Collected data entries
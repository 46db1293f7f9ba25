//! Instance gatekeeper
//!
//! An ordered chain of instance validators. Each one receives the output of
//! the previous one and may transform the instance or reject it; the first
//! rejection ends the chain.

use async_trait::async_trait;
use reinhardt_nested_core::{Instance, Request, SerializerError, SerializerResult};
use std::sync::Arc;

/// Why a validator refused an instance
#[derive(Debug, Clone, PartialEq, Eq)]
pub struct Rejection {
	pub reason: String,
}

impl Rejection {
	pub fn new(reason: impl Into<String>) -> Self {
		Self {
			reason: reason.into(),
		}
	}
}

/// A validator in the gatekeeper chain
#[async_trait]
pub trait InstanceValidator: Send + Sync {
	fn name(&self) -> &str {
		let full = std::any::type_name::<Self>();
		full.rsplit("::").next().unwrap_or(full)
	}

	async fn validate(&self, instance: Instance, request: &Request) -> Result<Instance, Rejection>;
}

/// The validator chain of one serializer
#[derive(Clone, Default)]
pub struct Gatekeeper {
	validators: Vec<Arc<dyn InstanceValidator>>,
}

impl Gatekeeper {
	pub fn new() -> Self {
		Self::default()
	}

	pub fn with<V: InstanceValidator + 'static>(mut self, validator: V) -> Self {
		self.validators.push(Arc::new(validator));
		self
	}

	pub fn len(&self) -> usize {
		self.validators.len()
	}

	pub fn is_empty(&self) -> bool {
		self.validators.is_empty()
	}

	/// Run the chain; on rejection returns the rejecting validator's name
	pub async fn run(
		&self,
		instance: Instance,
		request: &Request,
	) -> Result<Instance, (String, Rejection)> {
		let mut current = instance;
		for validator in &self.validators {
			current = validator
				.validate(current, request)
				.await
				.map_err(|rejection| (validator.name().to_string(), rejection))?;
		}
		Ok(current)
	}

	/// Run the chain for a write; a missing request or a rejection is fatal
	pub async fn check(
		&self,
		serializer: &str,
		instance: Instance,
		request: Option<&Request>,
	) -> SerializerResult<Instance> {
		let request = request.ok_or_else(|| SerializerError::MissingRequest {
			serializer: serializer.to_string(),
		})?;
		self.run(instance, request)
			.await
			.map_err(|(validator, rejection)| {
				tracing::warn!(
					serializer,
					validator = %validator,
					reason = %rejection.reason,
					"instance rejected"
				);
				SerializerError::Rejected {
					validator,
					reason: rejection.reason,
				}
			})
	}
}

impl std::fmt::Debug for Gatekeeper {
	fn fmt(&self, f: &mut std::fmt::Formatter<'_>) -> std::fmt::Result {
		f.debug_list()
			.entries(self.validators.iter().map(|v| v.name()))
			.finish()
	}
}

PROBLEM TO SOLVE
Every line of the data above should be reproduced word for word.

WRITTEN RESPONSE
repository 46db1293f7f9ba25
//! Instance gatekeeper
//!
//! An ordered chain of instance validators. Each one receives the output of
//! the previous one and may transform the instance or reject it; the first
//! rejection ends the chain.

use async_trait::async_trait;
use reinhardt_nested_core::{Instance, Request, SerializerError, SerializerResult};
use std::sync::Arc;

/// Why a validator refused an instance
#[derive(Debug, Clone, PartialEq, Eq)]
pub struct Rejection {
	pub reason: String,
}

impl Rejection {
	pub fn new(reason: impl Into<String>) -> Self {
		Self {
			reason: reason.into(),
		}
	}
}

/// A validator in the gatekeeper chain
#[async_trait]
pub trait InstanceValidator: Send + Sync {
	fn name(&self) -> &str {
		let full = std::any::type_name::<Self>();
		full.rsplit("::").next().unwrap_or(full)
	}

	async fn validate(&self, instance: Instance, request: &Request) -> Result<Instance, Rejection>;
}

/// The validator chain of one serializer
#[derive(Clone, Default)]
pub struct Gatekeeper {
	validators: Vec<Arc<dyn InstanceValidator>>,
}

impl Gatekeeper {
	pub fn new() -> Self {
		Self::default()
	}

	pub fn with<V: InstanceValidator + 'static>(mut self, validator: V) -> Self {
		self.validators.push(Arc::new(validator));
		self
	}

	pub fn len(&self) -> usize {
		self.validators.len()
	}

	pub fn is_empty(&self) -> bool {
		self.validators.is_empty()
	}

	/// Run the chain; on rejection returns the rejecting validator's name
	pub async fn run(
		&self,
		instance: Instance,
		request: &Request,
	) -> Result<Instance, (String, Rejection)> {
		let mut current = instance;
		for validator in &self.validators {
			current = validator
				.validate(current, request)
				.await
				.map_err(|rejection| (validator.name().to_string(), rejection))?;
		}
		Ok(current)
	}

	/// Run the chain for a write; a missing request or a rejection is fatal
	pub async fn check(
		&self,
		serializer: &str,
		instance: Instance,
		request: Option<&Request>,
	) -> SerializerResult<Instance> {
		let request = request.ok_or_else(|| SerializerError::MissingRequest {
			serializer: serializer.to_string(),
		})?;
		self.run(instance, request)
			.await
			.map_err(|(validator, rejection)| {
				tracing::warn!(
					serializer,
					validator = %validator,
					reason = %rejection.reason,
					"instance rejected"
				);
				SerializerError::Rejected {
					validator,
					reason: rejection.reason,
				}
			})
	}
}

impl std::fmt::Debug for Gatekeeper {
	fn fmt(&self, f: &mut std::fmt::Formatter<'_>) -> std::fmt::Result {
		f.debug_list()
			.entries(self.validators.iter().map(|v| v.name()))
			.finish()
	}
}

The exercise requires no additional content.